# Problem With Bent Bow Arm



## cekop (Dec 27, 2015)

Hi, I need advice for my problem. First of all, I am from Indonesia, and my English isnt good. I live in small city and we dont have archery community in here. I fell in love with archery in last month, but because I cant find coach, I must learn it by myself. I read if I must relax my bow arm, but its always bent naturally. My arm always got slap by the string, so I must change my grip and it's feel uncomfortable for me. Any advice for my arm problem? Thanks you :wink:


----------



## hookedonbow (Jul 24, 2010)

Start by reducing you draw length. Also seems you maybe dbl jointed at the elbow.


----------



## cekop (Dec 27, 2015)

It seem weird, but I dont know how to reduce it


----------



## kballer1 (Aug 31, 2010)

You have a high hypertension elbow & you are going to need to wear a arm guard, if you try to change grip you will probably end up just putting torque in to the riser & end up having problems with arrow flight.


----------



## cekop (Dec 27, 2015)

I always wear arm guard for my safety


----------



## tote (Mar 29, 2013)

Research what type of bow you have and see if the draw length is easily adjustable.
By shortening your draw length you won't have to push as far.
For practice, pretend you are holding your bow at full draw. Now bring your extended hand toward your face.
Notice at some point your elbow is no longer in the path of the string.
This is what will happen if you shorten your draw length the correct amount.


----------



## cekop (Dec 27, 2015)

My bow is recurve one, if I forced it to push, it will hurt my arm. If I am trying to relax, it hurt my elbow. Right now, my bow arm angle little bit to right to avoid the string.


----------



## sweet old bill (Apr 21, 2003)

you sure seem to have bad form.

you do not start with a slight angle to your arm and then push/ pull. if you over draw your bow arm

turns in and you will hit your arm every time with the string.


----------



## bsshaver (Jul 13, 2013)

Keep shooting. You'll eventually shave that elbow down enough. lol


----------



## lacampbell2005 (Feb 17, 2015)

What weight are you pulling? Perhaps going lighter will allow you to use a bent bow arm. Also, what is your draw length and bow size. Even if you have lighter limbs, but have a longer draw length, if you are shooting 66", the limbs may be stacking, making your draw weight a lot higher than marked in the limbs.


----------



## aread (Dec 25, 2009)

First thing to do is to get an arm guard. The string may still hit your arm, but it will hurt less.
Second, post this in the FITA forum here on AT. There are some great recurve coaches and archers who frequent that forum. They can advise you better than the coaches here. We work mostly with compound archers and don't have the depth of knowledge about recurves.


----------



## cekop (Dec 27, 2015)

sweet old bill said:


> you sure seem to have bad form.
> 
> you do not start with a slight angle to your arm and then push/ pull. if you over draw your bow arm
> 
> turns in and you will hit your arm every time with the string.

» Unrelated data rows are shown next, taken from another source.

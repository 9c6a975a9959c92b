//! The event bus contract and an in-process implementation.
//!
//! Delivery is at-least-once and ordered only within one publisher's
//! stream. The bus carries encoded bytes so every subscriber decodes exactly
//! as a remote member would.

use std::sync::Arc;

use async_trait::async_trait;
use cohort_core::CoreError;
use cohort_core::constants::EVENT_CHANNEL_CAPACITY;
use tokio::sync::broadcast;
use tracing::debug;
use tracing::warn;

use crate::codec;
use crate::envelope::EventCategory;
use crate::envelope::EventEnvelope;

/// Encoded event as carried by a bus.
pub type RawEvent = Arc<[u8]>;

/// Receiving end of one category's stream.
pub struct EventSubscription {
    category: EventCategory,
    receiver: broadcast::Receiver<RawEvent>,
}

impl EventSubscription {
    pub fn new(category: EventCategory, receiver: broadcast::Receiver<RawEvent>) -> Self {
        Self { category, receiver }
    }

    pub fn category(&self) -> EventCategory {
        self.category
    }

    /// Next raw event, or `None` once the bus is closed.
    ///
    /// A lagging subscriber skips the overwritten events and continues.
    pub async fn recv(&mut self) -> Option<RawEvent> {
        loop {
            match self.receiver.recv().await {
                Ok(raw) => return Some(raw),
                Err(broadcast::error::RecvError::Lagged(skipped)) => {
                    warn!(category = %self.category, skipped, "event subscriber lagged; events dropped");
                }
                Err(broadcast::error::RecvError::Closed) => return None,
            }
        }
    }
}

#[async_trait]
pub trait EventBus: Send + Sync {
    /// Publish already-encoded bytes on `category`.
    async fn publish_raw(&self, category: EventCategory, raw: RawEvent) -> Result<(), CoreError>;

    /// Subscribe to `category`. Only events published after this call are seen.
    fn subscribe(&self, category: EventCategory) -> EventSubscription;

    /// Encode and publish an envelope on its own category.
    async fn publish(&self, envelope: &EventEnvelope) -> Result<(), CoreError> {
        let raw = codec::encode(envelope)?;
        self.publish_raw(envelope.category(), raw.into()).await
    }
}

/// Bus shared by every member in one process.
pub struct InMemoryEventBus {
    channels: [broadcast::Sender<RawEvent>; 3],
}

impl Default for InMemoryEventBus {
    fn default() -> Self {
        Self::new()
    }
}

impl InMemoryEventBus {
    pub fn new() -> Self {
        Self::with_capacity(EVENT_CHANNEL_CAPACITY)
    }

    pub fn with_capacity(capacity: usize) -> Self {
        let capacity = capacity.max(1);
        Self {
            channels: [
                broadcast::channel(capacity).0,
                broadcast::channel(capacity).0,
                broadcast::channel(capacity).0,
            ],
        }
    }

    pub fn subscriber_count(&self, category: EventCategory) -> usize {
        self.channels[category.index()].receiver_count()
    }
}

#[async_trait]
impl EventBus for InMemoryEventBus {
    async fn publish_raw(&self, category: EventCategory, raw: RawEvent) -> Result<(), CoreError> {
        if self.channels[category.index()].send(raw).is_err() {
            debug!(%category, "no subscribers for published event");
        }
        Ok(())
    }

    fn subscribe(&self, category: EventCategory) -> EventSubscription {
        EventSubscription::new(category, self.channels[category.index()].subscribe())
    }
}

#[cfg(test)]
mod tests {
    use super::*;
    use crate::envelope::EventOriginator;
    use crate::payload::RegistryEvent;

    #[tokio::test]
    async fn test_categories_are_isolated() {
        let bus = InMemoryEventBus::new();
        let mut registry = bus.subscribe(EventCategory::Registry);
        let mut instance = bus.subscribe(EventCategory::Instance);

        let envelope = EventEnvelope::new(
            EventOriginator {
                metadata_collection_id: "repo-a".into(),
                server_name: "server-a".to_string(),
            },
            1,
            RegistryEvent::RefreshRequest,
        );
        bus.publish(&envelope).await.unwrap();

        let raw = registry.recv().await.unwrap();
        assert_eq!(codec::decode(&raw).unwrap(), envelope);
        assert!(instance.receiver.try_recv().is_err());
    }

    #[tokio::test]
    async fn test_lagged_subscriber_continues() {
        let bus = InMemoryEventBus::with_capacity(2);
        let mut sub = bus.subscribe(EventCategory::TypeDef);
        for i in 0u8..5 {
            bus.publish_raw(EventCategory::TypeDef, Arc::from(vec![i])).await.unwrap();
        }
        let first = sub.recv().await.unwrap();
        assert_eq!(&*first, &[3u8]);
    }

    #[tokio::test]
    async fn test_publish_without_subscribers_is_ok() {
        let bus = InMemoryEventBus::new();
        assert!(bus.publish_raw(EventCategory::Instance, Arc::from(vec![1u8])).await.is_ok());
        assert_eq!(bus.subscriber_count(EventCategory::Instance), 0);
    }
}
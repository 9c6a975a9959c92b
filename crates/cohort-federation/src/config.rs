use std::time::Duration;

use cohort_core::CoreError;
use cohort_core::constants::DEFAULT_MEMBER_TIMEOUT;
use cohort_core::constants::MAX_PAGE_SIZE;

/// Federation engine limits.
#[derive(Debug, Clone, PartialEq, Eq)]
pub struct FederationConfig {
    /// Bound on a whole federated call, and so on every member's part of it.
    pub member_timeout: Duration,
    /// Largest accepted page size.
    pub max_page_size: usize,
}

impl Default for FederationConfig {
    fn default() -> Self {
        Self {
            member_timeout: DEFAULT_MEMBER_TIMEOUT,
            max_page_size: MAX_PAGE_SIZE,
        }
    }
}

impl FederationConfig {
    pub fn validate(&self) -> Result<(), CoreError> {
        if self.member_timeout.is_zero() {
            return Err(CoreError::invalid("federation.member_timeout", "must be greater than zero"));
        }
        if self.max_page_size == 0 || self.max_page_size > MAX_PAGE_SIZE {
            return Err(CoreError::invalid(
                "federation.max_page_size",
                format!("must be between 1 and {MAX_PAGE_SIZE}"),
            ));
        }
        Ok(())
    }
}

Yeah, I will agree if I have bad form 



lacampbell2005 said:


> What weight are you pulling? Perhaps going lighter will allow you to use a bent bow arm. Also, what is your draw length and bow size. Even if you have lighter limbs, but have a longer draw length, if you are shooting 66", the limbs may be stacking, making your draw weight a lot higher than marked in the limbs.

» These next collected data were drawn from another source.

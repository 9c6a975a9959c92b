//! In-memory repository.
//!
//! Backs the node binary and the tests. It is a map behind a lock, not a
//! storage engine: contents are lost when the process exits.

use std::collections::BTreeMap;

use async_trait::async_trait;
use parking_lot::RwLock;

use crate::connector::RepositoryConnector;
use crate::connector::SaveOutcome;
use crate::error::CoreError;
use crate::ids::Guid;
use crate::ids::MetadataCollectionId;
use crate::instance::Entity;
use crate::instance::Instance;
use crate::instance::Relationship;
use crate::instance::SearchCriteria;
use crate::typedef::TypeDef;

/// Conditional insert shared by entities and relationships.
fn save_if_newer<T: Instance>(map: &RwLock<BTreeMap<Guid, T>>, incoming: T) -> SaveOutcome {
    let mut map = map.write();
    if let Some(stored) = map.get(incoming.guid()) {
        if stored.version() >= incoming.version() {
            return SaveOutcome::Stale {
                stored_version: stored.version(),
            };
        }
    }
    map.insert(incoming.guid().clone(), incoming);
    SaveOutcome::Applied
}

/// A repository held entirely in memory.
pub struct InMemoryRepository {
    metadata_collection_id: MetadataCollectionId,
    entities: RwLock<BTreeMap<Guid, Entity>>,
    relationships: RwLock<BTreeMap<Guid, Relationship>>,
    supported_typedefs: RwLock<Vec<TypeDef>>,
}

impl InMemoryRepository {
    pub fn new(metadata_collection_id: MetadataCollectionId) -> Self {
        Self {
            metadata_collection_id,
            entities: RwLock::new(BTreeMap::new()),
            relationships: RwLock::new(BTreeMap::new()),
            supported_typedefs: RwLock::new(Vec::new()),
        }
    }

    /// Declare TypeDefs reported by `notify_supported_typedefs`.
    pub fn with_typedefs(self, typedefs: Vec<TypeDef>) -> Self {
        *self.supported_typedefs.write() = typedefs;
        self
    }

    /// All stored entities ordered by GUID.
    pub fn entities(&self) -> Vec<Entity> {
        self.entities.read().values().cloned().collect()
    }

    /// All stored relationships ordered by GUID.
    pub fn relationships(&self) -> Vec<Relationship> {
        self.relationships.read().values().cloned().collect()
    }

    pub fn entity_count(&self) -> usize {
        self.entities.read().len()
    }
}

#[async_trait]
impl RepositoryConnector for InMemoryRepository {
    fn metadata_collection_id(&self) -> &MetadataCollectionId {
        &self.metadata_collection_id
    }

    async fn get_entity(&self, guid: &Guid) -> Result<Option<Entity>, CoreError> {
        Ok(self.entities.read().get(guid).cloned())
    }

    async fn find_entities(&self, criteria: &SearchCriteria, limit: usize) -> Result<Vec<Entity>, CoreError> {
        let mut found: Vec<Entity> =
            self.entities.read().values().filter(|e| criteria.matches_entity(e)).cloned().collect();
        criteria.sequencing.sort(&mut found);
        found.truncate(limit);
        Ok(found)
    }

    async fn get_relationship(&self, guid: &Guid) -> Result<Option<Relationship>, CoreError> {
        Ok(self.relationships.read().get(guid).cloned())
    }

    async fn get_relationships_for_entity(&self, entity: &Guid) -> Result<Vec<Relationship>, CoreError> {
        Ok(self.relationships.read().values().filter(|r| r.touches(entity)).cloned().collect())
    }

    async fn find_relationships(
        &self,
        criteria: &SearchCriteria,
        limit: usize,
    ) -> Result<Vec<Relationship>, CoreError> {
        let mut found: Vec<Relationship> =
            self.relationships.read().values().filter(|r| criteria.matches_relationship(r)).cloned().collect();
        criteria.sequencing.sort(&mut found);
        found.truncate(limit);
        Ok(found)
    }

    async fn save_entity(&self, entity: Entity) -> Result<SaveOutcome, CoreError> {
        Ok(save_if_newer(&self.entities, entity))
    }

    async fn save_relationship(&self, relationship: Relationship) -> Result<SaveOutcome, CoreError> {
        Ok(save_if_newer(&self.relationships, relationship))
    }

    async fn remove_entity(&self, guid: &Guid) -> Result<bool, CoreError> {
        Ok(self.entities.write().remove(guid).is_some())
    }

    async fn remove_relationship(&self, guid: &Guid) -> Result<bool, CoreError> {
        Ok(self.relationships.write().remove(guid).is_some())
    }

    async fn notify_supported_typedefs(&self) -> Result<Vec<TypeDef>, CoreError> {
        Ok(self.supported_typedefs.read().clone())
    }
}

#[cfg(test)]
mod tests {
    use super::*;

    fn repo() -> InMemoryRepository {
        InMemoryRepository::new("local".into())
    }

    #[tokio::test]
    async fn test_save_is_conditional_on_version() {
        let repo = repo();
        let v1 = Entity::new(Guid::new("g1"), "Asset", "remote".into(), 0);
        let v2 = v1.clone().with_version(2).with_property("name", "two");

        assert_eq!(repo.save_entity(v2.clone()).await.unwrap(), SaveOutcome::Applied);
        assert_eq!(repo.save_entity(v1).await.unwrap(), SaveOutcome::Stale { stored_version: 2 });
        assert_eq!(repo.save_entity(v2.clone()).await.unwrap(), SaveOutcome::Stale { stored_version: 2 });
        assert_eq!(repo.get_entity(&Guid::new("g1")).await.unwrap(), Some(v2));
    }

    #[tokio::test]
    async fn test_find_applies_criteria_order_and_limit() {
        let repo = repo();
        for guid in ["c", "a", "b"] {
            repo.save_entity(Entity::new(Guid::new(guid), "Asset", "local".into(), 0)).await.unwrap();
        }
        repo.save_entity(Entity::new(Guid::new("p"), "Process", "local".into(), 0)).await.unwrap();

        let found = repo.find_entities(&SearchCriteria::of_type("Asset"), 2).await.unwrap();
        let guids: Vec<_> = found.iter().map(|e| e.header.guid.as_str()).collect();
        assert_eq!(guids, ["a", "b"]);
    }

    #[tokio::test]
    async fn test_relationships_for_entity() {
        let repo = repo();
        let r = Relationship::new(Guid::new("r1"), "Owns", "local".into(), Guid::new("a"), Guid::new("b"), 0);
        repo.save_relationship(r).await.unwrap();

        assert_eq!(repo.get_relationships_for_entity(&Guid::new("b")).await.unwrap().len(), 1);
        assert!(repo.get_relationships_for_entity(&Guid::new("c")).await.unwrap().is_empty());
        assert!(repo.remove_relationship(&Guid::new("r1")).await.unwrap());
        assert!(!repo.remove_relationship(&Guid::new("r1")).await.unwrap());
    }
}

I am pulling 28 lbs with 68" limb



aread said:


> First thing to do is to get an arm guard. The string may still hit your arm, but it will hurt less.
> Second, post this in the FITA forum here on AT. There are some great recurve coaches and archers who frequent that forum. They can advise you better than the coaches here. We work mostly with compound archers and don't have the depth of knowledge about recurves.

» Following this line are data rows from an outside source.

impl NodeConfig {
    /// Load configuration from `COHORT_*` environment variables.
    ///
    /// Unset or unparsable variables keep their defaults.
    pub fn from_env() -> Self {
        Self::from_vars(|key| std::env::var(key).ok())
    }

    /// Load configuration from variables looked up through `var`.
    pub fn from_vars(var: impl Fn(&str) -> Option<String>) -> Self {
        let defaults = Self::default();
        Self {
            server_name: var("COHORT_SERVER_NAME").unwrap_or(defaults.server_name),
            metadata_collection_id: var("COHORT_METADATA_COLLECTION_ID").map(MetadataCollectionId::new),
            data_dir: var("COHORT_DATA_DIR").map(PathBuf::from),
            connection: ConnectionSection {
                connector_type: var("COHORT_CONNECTOR_TYPE").unwrap_or(defaults.connection.connector_type),
                endpoint: var("COHORT_ENDPOINT").unwrap_or(defaults.connection.endpoint),
                properties: BTreeMap::new(),
            },
            registry: RegistrySection {
                refresh_interval_ms: parse_var(&var, "COHORT_REFRESH_INTERVAL_MS")
                    .unwrap_or(defaults.registry.refresh_interval_ms),
                missed_refreshes_before_retire: parse_var(&var, "COHORT_MISSED_REFRESHES_BEFORE_RETIRE")
                    .unwrap_or(defaults.registry.missed_refreshes_before_retire),
                retention_after_retire_secs: parse_var(&var, "COHORT_RETENTION_AFTER_RETIRE_SECS")
                    .unwrap_or(defaults.registry.retention_after_retire_secs),
                unreachable_alert_threshold: parse_var(&var, "COHORT_UNREACHABLE_ALERT_THRESHOLD")
                    .unwrap_or(defaults.registry.unreachable_alert_threshold),
            },
            federation: FederationSection {
                member_timeout_ms: parse_var(&var, "COHORT_MEMBER_TIMEOUT_MS")
                    .unwrap_or(defaults.federation.member_timeout_ms),
                max_page_size: parse_var(&var, "COHORT_MAX_PAGE_SIZE").unwrap_or(defaults.federation.max_page_size),
            },
            workers_per_category: parse_var(&var, "COHORT_WORKERS_PER_CATEGORY")
                .unwrap_or(defaults.workers_per_category),
            archives: parse_var_list(&var, "COHORT_ARCHIVES").into_iter().map(PathBuf::from).collect(),
            audit_log_file: var("COHORT_AUDIT_LOG_FILE").map(PathBuf::from),
        }
    }

    /// Load configuration from a TOML file.
    pub async fn from_toml_file(path: &Path) -> Result<Self, ConfigError> {
        let contents = tokio::fs::read_to_string(path).await.context(ReadFileSnafu { path })?;
        toml::from_str(&contents).context(ParseTomlSnafu { path })
    }

    /// Merge configuration from a higher-precedence source.
    ///
    /// Fields in `other` that are `Some`, non-empty or non-default override
    /// fields in `self`. Connection properties are merged key by key.
    pub fn merge(&mut self, other: Self) {
        let defaults = Self::default();
        if other.server_name != defaults.server_name {
            self.server_name = other.server_name;
        }
        if other.metadata_collection_id.is_some() {
            self.metadata_collection_id = other.metadata_collection_id;
        }
        if other.data_dir.is_some() {
            self.data_dir = other.data_dir;
        }
        if other.connection.connector_type != defaults.connection.connector_type {
            self.connection.connector_type = other.connection.connector_type;
        }
        if other.connection.endpoint != defaults.connection.endpoint {
            self.connection.endpoint = other.connection.endpoint;
        }
        self.connection.properties.extend(other.connection.properties);
        if other.registry.refresh_interval_ms != defaults.registry.refresh_interval_ms {
            self.registry.refresh_interval_ms = other.registry.refresh_interval_ms;
        }
        if other.registry.missed_refreshes_before_retire != defaults.registry.missed_refreshes_before_retire {
            self.registry.missed_refreshes_before_retire = other.registry.missed_refreshes_before_retire;
        }
        if other.registry.retention_after_retire_secs != defaults.registry.retention_after_retire_secs {
            self.registry.retention_after_retire_secs = other.registry.retention_after_retire_secs;
        }
        if other.registry.unreachable_alert_threshold != defaults.registry.unreachable_alert_threshold {
            self.registry.unreachable_alert_threshold = other.registry.unreachable_alert_threshold;
        }
        if other.federation.member_timeout_ms != defaults.federation.member_timeout_ms {
            self.federation.member_timeout_ms = other.federation.member_timeout_ms;
        }
        if other.federation.max_page_size != defaults.federation.max_page_size {
            self.federation.max_page_size = other.federation.max_page_size;
        }
        if other.workers_per_category != defaults.workers_per_category {
            self.workers_per_category = other.workers_per_category;
        }
        if !other.archives.is_empty() {
            self.archives = other.archives;
        }
        if other.audit_log_file.is_some() {
            self.audit_log_file = other.audit_log_file;
        }
    }

    /// Check the configuration is usable.
    pub fn validate(&self) -> Result<(), ConfigError> {
        if self.server_name.trim().is_empty() {
            return ValidationSnafu {
                message: "server_name must not be empty",
            }
            .fail();
        }
        if self.metadata_collection_id.as_ref().is_some_and(MetadataCollectionId::is_empty) {
            return ValidationSnafu {
                message: "metadata_collection_id must not be blank",
            }
            .fail();
        }
        if let Err(reason) = self.local_connection().validate() {
            return ValidationSnafu {
                message: format!("connection: {reason}"),
            }
            .fail();
        }
        if let Err(e) = self.registry_config().validate() {
            return ValidationSnafu { message: e.to_string() }.fail();
        }
        if let Err(e) = self.federation_config().validate() {
            return ValidationSnafu { message: e.to_string() }.fail();
        }
        if self.workers_per_category == 0 || self.workers_per_category > MAX_WORKERS_PER_CATEGORY {
            return ValidationSnafu {
                message: format!("workers_per_category must be between 1 and {MAX_WORKERS_PER_CATEGORY}"),
            }
            .fail();
        }
        if self.archives.iter().any(|path| path.as_os_str().is_empty()) {
            return ValidationSnafu {
                message: "archive paths must not be empty",
            }
            .fail();
        }
        Ok(())
    }

    pub fn data_dir(&self) -> PathBuf {
        self.data_dir.clone().unwrap_or_else(|| PathBuf::from("./data").join(&self.server_name))
    }

    pub fn membership_path(&self) -> PathBuf {
        self.data_dir().join(MEMBERSHIP_FILE)
    }

    pub fn audit_log_path(&self) -> PathBuf {
        self.audit_log_file.clone().unwrap_or_else(|| self.data_dir().join(AUDIT_FILE))
    }

    fn identity_path(&self) -> PathBuf {
        self.data_dir().join(IDENTITY_FILE)
    }

    pub fn local_connection(&self) -> ConnectionDescriptor {
        ConnectionDescriptor {
            connector_type: self.connection.connector_type.clone(),
            endpoint: self.connection.endpoint.clone(),
            properties: self.connection.properties.clone(),
        }
    }

    pub fn registry_config(&self) -> RegistryConfig {
        RegistryConfig {
            refresh_interval: Duration::from_millis(self.registry.refresh_interval_ms),
            missed_refreshes_before_retire: self.registry.missed_refreshes_before_retire,
            retention_after_retire: Duration::from_secs(self.registry.retention_after_retire_secs),
            unreachable_alert_threshold: self.registry.unreachable_alert_threshold,
        }
    }

    pub fn federation_config(&self) -> FederationConfig {
        FederationConfig {
            member_timeout: Duration::from_millis(self.federation.member_timeout_ms),
            max_page_size: self.federation.max_page_size,
        }
    }

    /// The metadata collection id this node serves.
    ///
    /// The configured id wins. Otherwise the id persisted in the data
    /// directory is reused, or a new one is generated and persisted. A
    /// configured id is not written, so the file only ever holds a generated
    /// identity.
    pub async fn resolve_metadata_collection_id(&self) -> Result<MetadataCollectionId, ConfigError> {
        if let Some(id) = &self.metadata_collection_id {
            return Ok(id.clone());
        }

        let path = self.identity_path();
        match tokio::fs::read_to_string(&path).await {
            Ok(contents) => {
                let id = MetadataCollectionId::new(contents.trim());
                if id.is_empty() {
                    return ValidationSnafu {
                        message: format!("identity file {} is empty", path.display()),
                    }
                    .fail();
                }
                Ok(id)
            }
            Err(e) if e.kind() == std::io::ErrorKind::NotFound => {
                let id = MetadataCollectionId::generate();
                let dir = self.data_dir();
                tokio::fs::create_dir_all(&dir).await.context(WriteFileSnafu { path: &dir })?;
                tokio::fs::write(&path, id.as_str()).await.context(WriteFileSnafu { path: &path })?;
                info!(metadata_collection_id = %id, path = %path.display(), "generated metadata collection id");
                Ok(id)
            }
            Err(e) => Err(e).context(ReadFileSnafu { path }),
        }
    }
}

I am sorry, I didnt know if this forum for compound. I will post at FITA forum later


----------



## aread (Dec 25, 2009)

cekop said:


> I am sorry, I didnt know if this forum for compound. I will post at FITA forum later



You made no error and do not need to apologize. This forum is not just for compound. Unfortunately, the people who can give good advice on Olympic recurve matters tend to not come to this forum. They usually stay in the FITA forum. 

It would be good if some of those coaches did visit this forum as some of them are among the best in the world. 

Allen


----------



## jim p (Oct 29, 2003)

I am not a coach. I am double jointed. You must shoot with a straight arm not a locked out elbow.


----------



## kballer1 (Aug 31, 2010)

Back on thread #4 I said you had a hypertension elbow & there is no changing that.


----------



## cekop (Dec 27, 2015)

jim p said:


> I am not a coach. I am double jointed. You must shoot with a straight arm not a locked out elbow.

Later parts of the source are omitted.